ANALYSE DE LA STRUCTURE PRIMAIRE DES PROTEINES

1. Introduction

La protéine étudiée doit être pure. La détermination de la séquence nécessite de résoudre deux problèmes:

1- La composition brute, c'est à dire déterminer la nature des résidus et leur nombre. Il est donc nécessaire de faire une hydrolyse totale de la protéine puis de séparer les acides aminés les uns des autres par une technique adéquate (Techniques de séparation des molécules et macromolécules) et de les doser (Acides aminés, Techniques de dosage par spectroscopie UV et visible).

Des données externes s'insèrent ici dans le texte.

//! # AppError
//!
//! Centralized error handling for the adhub domain core.
//! Every guarded-transition failure is a variant here; handlers propagate
//! them to the caller unchanged.

use thiserror::Error;
use uuid::Uuid;

/// The primary error type for all adhub-core operations.
#[derive(Error, Debug)]
pub enum AppError {
    /// VIP-gated operation attempted by a non-VIP provider
    #[error("only a VIP provider can do this")]
    NotVip,

    /// Duplicate advertisement identifier on publish
    #[error("advertisement {0} already exists")]
    AdAlreadyExist(Uuid),

    /// Duplicate premium promotion for the same advertisement
    #[error("advertisement {0} is already promoted")]
    AdvertisementAlreadyPromoted(Uuid),

    /// The visitor hit the 50-message SMS cap
    #[error("the 50 SMS limit was reached")]
    SmsLimitWasReached,

    /// Modify/delete referenced a comment the owner does not hold
    #[error("comment {0} not found")]
    CommentNotFound(Uuid),

    /// Comment/close attempted on a report not in the required status
    #[error("report {0} is not opened")]
    ReportNotOpened(Uuid),

    /// Guarded operation attempted by a disabled user
    #[error("user {0} is not active")]
    UserNotActive(Uuid),

    /// Required lookup came back empty (e.g. user, advertisement, report)
    #[error("{0} not found with ID {1}")]
    NotFound(String, Uuid),

    /// Role mismatch (e.g. a visitor invoking a provider behavior)
    #[error("unauthorized: {0}")]
    Unauthorized(String),

    /// Infrastructure failure inside a port implementation
    #[error("internal service error: {0}")]
    Internal(String),
}

/// A specialized Result type for adhub domain logic.
pub type Result<T> = std::result::Result<T, AppError>;
//! # adhub-notify-log
//!
//! `Notifier` implementation that writes outbound messages to the log
//! instead of an SMS gateway. Meant for demos and local runs; a real
//! deployment swaps in a gateway-backed plugin.

use adhub_core::{Notifier, Result};
use async_trait::async_trait;

#[derive(Debug, Clone, Copy, Default)]
pub struct LogNotifier;

impl LogNotifier {
    pub fn new() -> Self {
        Self
    }
}

#[async_trait]
impl Notifier for LogNotifier {
    async fn send(&self, to: &str, message: &str) -> Result<()> {
        // Message bodies stay out of the log on purpose.
        tracing::info!(%to, length = message.len(), "outbound sms");
        Ok(())
    }
}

2- La séquence c'est à dire l'ordre d'enchaînement des résidus aminoacycles dans la macromolécule.

2. Stratégie de l'analyse

On suit une méthode qui permet d'avancer par étapes successives dans la connaissance de la séquence.
Il est préconisé d'opérer comme suit :

1- Rompre les liaisons disulfure par un réducteur. En général on utilise le mercaptoéthanol : HO-CH₂-CH₂-SH)

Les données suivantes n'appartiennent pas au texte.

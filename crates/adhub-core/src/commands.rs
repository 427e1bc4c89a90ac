//! # Commands
//!
//! Plain data carriers describing an intended state change, one per use
//! case. Callers build one of these and hand it to the matching handler in
//! `adhub-service` (or to `dispatch` via the [`Command`] enum).

use std::collections::BTreeMap;

use chrono::NaiveDate;
use serde::{Deserialize, Serialize};
use uuid::Uuid;

use crate::models::{Location, PrivatePicture};

#[derive(Debug, Clone, Serialize, Deserialize)]
pub struct PublishAdvertisement {
    pub title: String,
    pub description: String,
    pub location: Option<Location>,
    /// Offered services, name -> description.
    pub services: BTreeMap<String, String>,
    /// Price list, name -> amount.
    pub prices: BTreeMap<String, i64>,
    /// Provider uuid.
    pub owner: Uuid,
}

#[derive(Debug, Clone, Serialize, Deserialize)]
pub struct UnPublishAdvertisement {
    pub owner: Uuid,
    pub ad_id: Uuid,
}

#[derive(Debug, Clone, Serialize, Deserialize)]
pub struct UpdateAdvertisementPublishedDate {
    pub owner: Uuid,
    pub ad_id: Uuid,
}

#[derive(Debug, Clone, Serialize, Deserialize)]
pub struct PromoteAdvertisementToPremium {
    pub owner: Uuid,
    pub ad_id: Uuid,
}

#[derive(Debug, Clone, Serialize, Deserialize)]
pub struct DeleteAdvertisement {
    pub owner: Uuid,
    pub ad_id: Uuid,
}

#[derive(Debug, Clone, Serialize, Deserialize)]
pub struct AddComment {
    pub target_id: Uuid,
    /// Visitor uuid.
    pub owner: Uuid,
    pub content: String,
}

#[derive(Debug, Clone, Serialize, Deserialize)]
pub struct ModifyComment {
    pub owner: Uuid,
    pub comment_id: Uuid,
    pub content: String,
}

#[derive(Debug, Clone, Serialize, Deserialize)]
pub struct DeleteComment {
    pub owner: Uuid,
    pub comment_id: Uuid,
}

#[derive(Debug, Clone, Serialize, Deserialize)]
pub struct SendSms {
    pub user_id: Uuid,
    pub to: String,
    pub message: String,
}

#[derive(Debug, Clone, Serialize, Deserialize)]
pub struct Report {
    pub target_id: Uuid,
    /// Reporting user uuid, any role.
    pub owner: Uuid,
    pub content: String,
}

#[derive(Debug, Clone, Serialize, Deserialize)]
pub struct CommentReport {
    pub owner: Uuid,
    /// Report uuid.
    pub target_id: Uuid,
    pub content: String,
}

#[derive(Debug, Clone, Serialize, Deserialize)]
pub struct OpenReport {
    pub moderator_id: Uuid,
    pub report_id: Uuid,
}

#[derive(Debug, Clone, Serialize, Deserialize)]
pub struct CloseReport {
    pub moderator_id: Uuid,
    pub report_id: Uuid,
}

#[derive(Debug, Clone, Serialize, Deserialize)]
pub struct ActivateUser {
    pub admin_id: Uuid,
    pub user_id: Uuid,
}

#[derive(Debug, Clone, Serialize, Deserialize)]
pub struct DisableUser {
    pub admin_id: Uuid,
    pub user_id: Uuid,
}

#[derive(Debug, Clone, Serialize, Deserialize)]
pub struct SetPrivatePics {
    pub user_id: Uuid,
    pub pictures: Vec<PrivatePicture>,
}

#[derive(Debug, Clone, Serialize, Deserialize)]
pub struct UpdateBilling {
    pub user_id: Uuid,
    pub card_number: String,
    pub expiry_date: NaiveDate,
    pub secret_code: String,
    pub fullname: String,
}

/// Tagged union over every command, for callers that route dynamically.
#[derive(Debug, Clone, Serialize, Deserialize)]
pub enum Command {
    PublishAdvertisement(PublishAdvertisement),
    UnPublishAdvertisement(UnPublishAdvertisement),
    UpdateAdvertisementPublishedDate(UpdateAdvertisementPublishedDate),
    PromoteAdvertisementToPremium(PromoteAdvertisementToPremium),
    DeleteAdvertisement(DeleteAdvertisement),
    AddComment(AddComment),
    ModifyComment(ModifyComment),
    DeleteComment(DeleteComment),
    SendSms(SendSms),
    Report(Report),
    CommentReport(CommentReport),
    OpenReport(OpenReport),
    CloseReport(CloseReport),
    ActivateUser(ActivateUser),
    DisableUser(DisableUser),
    SetPrivatePics(SetPrivatePics),
    UpdateBilling(UpdateBilling),
}
//! adhub/crates/adhub-core/src/lib.rs
//!
//! The central domain logic and port definitions for adhub: entity state
//! machines, command types, and the collaborator contracts the handlers
//! depend on.

pub mod commands;
pub mod error;
pub mod models;
pub mod traits;
pub mod users;

// Re-exporting for easier access in other crates. Commands stay behind
// their module because some names (e.g. `Report`) shadow entity names.
pub use error::*;
pub use models::*;
pub use traits::*;
pub use users::*;
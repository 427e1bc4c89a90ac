//! # adhub demo binary
//!
//! Assembles the in-memory adapters, seeds one account of each role and
//! walks them through the command set. There is no transport layer here;
//! a real deployment puts its own front end on top of `adhub-service`.

use std::collections::BTreeMap;

use adhub_core::commands::{self, Command};
use adhub_core::{Entity, User};
use adhub_service::handlers;
use anyhow::Context;
use bytes::Bytes;
use chrono::NaiveDate;
use uuid::Uuid;

use adhub_notify_log::LogNotifier;
use adhub_store_memory::{MemoryStore, MemoryUnitOfWork};

#[tokio::main]
async fn main() -> anyhow::Result<()> {
    dotenvy::dotenv().ok();
    tracing_subscriber::fmt()
        .with_env_filter(
            tracing_subscriber::EnvFilter::try_from_default_env()
                .unwrap_or_else(|_| "info".into()),
        )
        .init();

    let store = MemoryStore::new();
    let notifier = LogNotifier::new();

    // Seed one account per role.
    let provider = User::new_provider(
        Uuid::new_v4(),
        "alice",
        "s3cret",
        "alice@example.com",
        true,
        true,
        None,
    );
    let visitor = User::new_visitor(
        Uuid::new_v4(),
        "bob",
        "s3cret",
        "bob@example.com",
        NaiveDate::from_ymd_opt(1998, 3, 29).context("bad seed date")?,
        "Rue des fleurs 27",
        Bytes::new(),
        serde_json::json!({ "language": "fr" }),
        false,
    );
    let moderator = User::new_moderator(Uuid::new_v4(), "carol", "s3cret", "carol@example.com");
    let admin = User::new_admin(Uuid::new_v4(), "dave", "s3cret", "dave@example.com");
    for user in [&provider, &visitor, &moderator, &admin] {
        store.seed(Entity::User(user.clone()))?;
    }
    tracing::info!(users = store.len(), "seeded accounts");

    let mut uow = MemoryUnitOfWork::new(store.clone());

    let ad = handlers::publish_advertisement(
        commands::PublishAdvertisement {
            title: "Garden maintenance".into(),
            description: "Weekly lawn and hedge care".into(),
            location: None,
            services: BTreeMap::from([(
                "mowing".to_owned(),
                "Lawn mowing, clippings removed".to_owned(),
            )]),
            prices: BTreeMap::from([("mowing".to_owned(), 45)]),
            owner: provider.id,
        },
        &mut uow,
    )
    .await?;
    tracing::info!(ad_id = %ad.id, expires = ?ad.expiry_date, "published advertisement");

    let premium = handlers::promote_ad_to_premium(
        commands::PromoteAdvertisementToPremium {
            owner: provider.id,
            ad_id: ad.id,
        },
        &mut uow,
    )
    .await?;
    tracing::info!(premium_id = %premium.id, "promoted to premium");

    let comment = handlers::add_comment(
        commands::AddComment {
            target_id: ad.id,
            owner: visitor.id,
            content: "Does this include winter service?".into(),
        },
        &mut uow,
    )
    .await?;
    tracing::info!(comment_id = %comment.id, "visitor commented");

    handlers::send_sms(
        commands::SendSms {
            user_id: visitor.id,
            to: "+320000000".into(),
            message: "Your appointment is confirmed".into(),
        },
        &mut uow,
        &notifier,
    )
    .await?;

    // Abuse workflow, driven through the dispatcher.
    let filed = handlers::report(
        commands::Report {
            target_id: ad.id,
            owner: visitor.id,
            content: "Prices do not match the listing".into(),
        },
        &mut uow,
    )
    .await?;
    tracing::info!(report_id = %filed.id, status = ?filed.status, "report filed");

    for command in [
        Command::OpenReport(commands::OpenReport {
            moderator_id: moderator.id,
            report_id: filed.id,
        }),
        Command::CommentReport(commands::CommentReport {
            owner: visitor.id,
            target_id: filed.id,
            content: "Screenshots attached".into(),
        }),
        Command::CloseReport(commands::CloseReport {
            moderator_id: moderator.id,
            report_id: filed.id,
        }),
    ] {
        handlers::dispatch(command, &mut uow, &notifier).await?;
    }
    if let Some(Entity::Report(report)) = store.get(filed.id)? {
        tracing::info!(status = ?report.status, trail = report.comments.len(), "report worked");
    }

    handlers::disable_user(
        commands::DisableUser {
            admin_id: admin.id,
            user_id: provider.id,
        },
        &mut uow,
    )
    .await?;
    let denied = handlers::publish_advertisement(
        commands::PublishAdvertisement {
            title: "Second ad".into(),
            description: "Should bounce".into(),
            location: None,
            services: BTreeMap::new(),
            prices: BTreeMap::new(),
            owner: provider.id,
        },
        &mut uow,
    )
    .await;
    tracing::info!(outcome = %denied.unwrap_err(), "disabled provider was rejected");

    tracing::info!(entities = store.len(), "demo finished");
    Ok(())
}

2- Les thiols (-SH) libérés sont alkylés pour les empêcher de reformer des ponts disulfure . En général, on utilise l'iodoacétate de sodium ou la N-ethylmaleimide pour réaliser la réaction d'alkylation

3- Déterminer la composition en amino-acides de la protéine après hydrolyse totale de la protéine (HCl 6M ou 12M pendant 6 à 12h)

4- Séparer des AA par résine échangeuse d'ions et quantifier chaque résidu (composition en acides aminés)

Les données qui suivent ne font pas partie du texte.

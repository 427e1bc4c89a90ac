//! # Domain Models
//!
//! The storable entities and value objects of the adhub marketplace.
//! Identity is a UUID key; the repository port stores any [`Entity`] variant
//! under it.

use std::collections::BTreeMap;

use bytes::Bytes;
use chrono::{DateTime, NaiveDate, Utc};
use serde::{Deserialize, Serialize};
use uuid::Uuid;

use crate::users::User;

/// Postal address of a service. Immutable value object, replaced wholesale.
#[derive(Debug, Clone, PartialEq, Eq, Serialize, Deserialize)]
pub struct Location {
    pub street: String,
    pub number: u32,
    pub city: String,
    pub zip_code: String,
    pub state: String,
    pub country: String,
}

/// Payment details of a provider. Singular, replaced wholesale on update.
#[derive(Debug, Clone, PartialEq, Eq, Serialize, Deserialize)]
pub struct Billing {
    pub card_number: String,
    pub expiry_date: NaiveDate,
    pub secret_code: String,
    pub fullname: String,
}

/// A picture only visible to entitled visitors, with its publish timestamp.
#[derive(Debug, Clone, PartialEq, Eq, Serialize, Deserialize)]
pub struct PrivatePicture {
    pub picture: Bytes,
    pub date_published: DateTime<Utc>,
}

/// A published service advertisement, owned by exactly one provider.
#[derive(Debug, Clone, PartialEq, Serialize, Deserialize)]
pub struct Advertisement {
    pub id: Uuid,
    pub title: String,
    pub description: String,
    /// Cleared together with `expiry_date` when the ad is unpublished.
    pub date_published: Option<DateTime<Utc>>,
    /// Always `date_published + 7 days` when set.
    pub expiry_date: Option<DateTime<Utc>>,
    pub location: Option<Location>,
    /// Offered services, name -> description.
    pub services: BTreeMap<String, String>,
    /// Price list, name -> amount.
    pub prices: BTreeMap<String, i64>,
    /// UUID of the owning provider.
    pub owner: Uuid,
    pub published: bool,
}

/// Promotion record for an advertisement. At most one per ad per provider.
#[derive(Debug, Clone, PartialEq, Serialize, Deserialize)]
pub struct PremiumAdvertisement {
    pub id: Uuid,
    pub provider_id: Uuid,
    pub ad_id: Uuid,
    pub date_published: DateTime<Utc>,
    /// Copied from the underlying ad at promotion time.
    pub expiry_date: Option<DateTime<Utc>>,
}

/// A comment attached to some entity (an ad, a report, ...).
#[derive(Debug, Clone, PartialEq, Serialize, Deserialize)]
pub struct Comment {
    pub id: Uuid,
    pub target_id: Uuid,
    pub owner_id: Uuid,
    pub created_at: DateTime<Utc>,
    pub modified_at: Option<DateTime<Utc>>,
    pub content: String,
}

impl Comment {
    pub fn new(id: Uuid, target_id: Uuid, owner_id: Uuid, content: impl Into<String>) -> Self {
        Self {
            id,
            target_id,
            owner_id,
            created_at: Utc::now(),
            modified_at: None,
            content: content.into(),
        }
    }
}

/// Moderation state of a [`Report`].
#[derive(Debug, Clone, Copy, PartialEq, Eq, Serialize, Deserialize)]
#[serde(rename_all = "SCREAMING_SNAKE_CASE")]
pub enum ReportStatus {
    New,
    Pending,
    Closed,
}

/// An abuse report against a profile, an ad, a provider, etc.
///
/// Lifecycle: `New` -> (moderator opens) -> `Pending` -> (moderator
/// closes) -> `Closed`. Transitions live on the moderator behaviors in
/// [`crate::users`].
#[derive(Debug, Clone, PartialEq, Serialize, Deserialize)]
pub struct Report {
    pub id: Uuid,
    /// What or whom is being reported.
    pub target_id: Uuid,
    /// The reporting user.
    pub owner_id: Uuid,
    pub created_at: DateTime<Utc>,
    pub content: String,
    pub status: ReportStatus,
    /// Ordered moderation trail.
    pub comments: Vec<Comment>,
}

/// Content-agnostic storage unit for the repository port.
#[derive(Debug, Clone, PartialEq, Serialize, Deserialize)]
pub enum Entity {
    User(User),
    Advertisement(Advertisement),
    PremiumAdvertisement(PremiumAdvertisement),
    Comment(Comment),
    Report(Report),
}

impl Entity {
    /// The key under which this entity is stored.
    pub fn id(&self) -> Uuid {
        match self {
            Entity::User(user) => user.id,
            Entity::Advertisement(ad) => ad.id,
            Entity::PremiumAdvertisement(premium) => premium.id,
            Entity::Comment(comment) => comment.id,
            Entity::Report(report) => report.id,
        }
    }

    /// Entity kind, for log lines and not-found messages.
    pub fn kind(&self) -> &'static str {
        match self {
            Entity::User(_) => "user",
            Entity::Advertisement(_) => "advertisement",
            Entity::PremiumAdvertisement(_) => "premium advertisement",
            Entity::Comment(_) => "comment",
            Entity::Report(_) => "report",
        }
    }
}

impl From<User> for Entity {
    fn from(user: User) -> Self {
        Entity::User(user)
    }
}

impl From<Advertisement> for Entity {
    fn from(ad: Advertisement) -> Self {
        Entity::Advertisement(ad)
    }
}

impl From<PremiumAdvertisement> for Entity {
    fn from(premium: PremiumAdvertisement) -> Self {
        Entity::PremiumAdvertisement(premium)
    }
}

impl From<Comment> for Entity {
    fn from(comment: Comment) -> Self {
        Entity::Comment(comment)
    }
}

impl From<Report> for Entity {
    fn from(report: Report) -> Self {
        Entity::Report(report)
    }
}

5- Identifier le résidu N-terminal et le résidu C-terminal ( utilisation des séquenceurs par application de la méthode récurrente d'Edman . Le résidu N-terminal peut également être marqué par le fluorodinitrobenzène qui donne un dinitrophényl-aminoacyl de couleur jaune ou par le chlorure de dansyle qui est fluorescent.

6- Hydrolyser les liaisons peptidiques internes soit enzymatiquement à l'aide d'endopeptidases) soit chimiquement (hydrolyse acide dans les conditions douces) pour obtenir des fragments plus petits de peptides.

7- Déterminer la séquence des petits peptides résultants ( identification des extrémités N-terminale et C-terminale (utilisation du séquenceur pour l'extrémité N-terminale)

8- Identifier les parties identiques des différents petits peptides pour reconstituer la séquence de la protéine

9- Localiser les liaisons -S-S-

3. Les différentes possibilités d'hydrolyse des liaisons peptidiques

· Ruptures des liaisons peptidiques par HCl

Par hydrolyse en milieu acide HCl 12M à une température de 110° C pendant 6 à 12 heures. Toutes les liaisons sont rompues et les aides aminés de la protéine sont libérés.

Par hydrolyse en milieu acide HCl 6M pendant 6 heures, une partie seulement des liaisons peptidiques sont rompues. On obtient un mélange d'acides aminés et de petits peptides.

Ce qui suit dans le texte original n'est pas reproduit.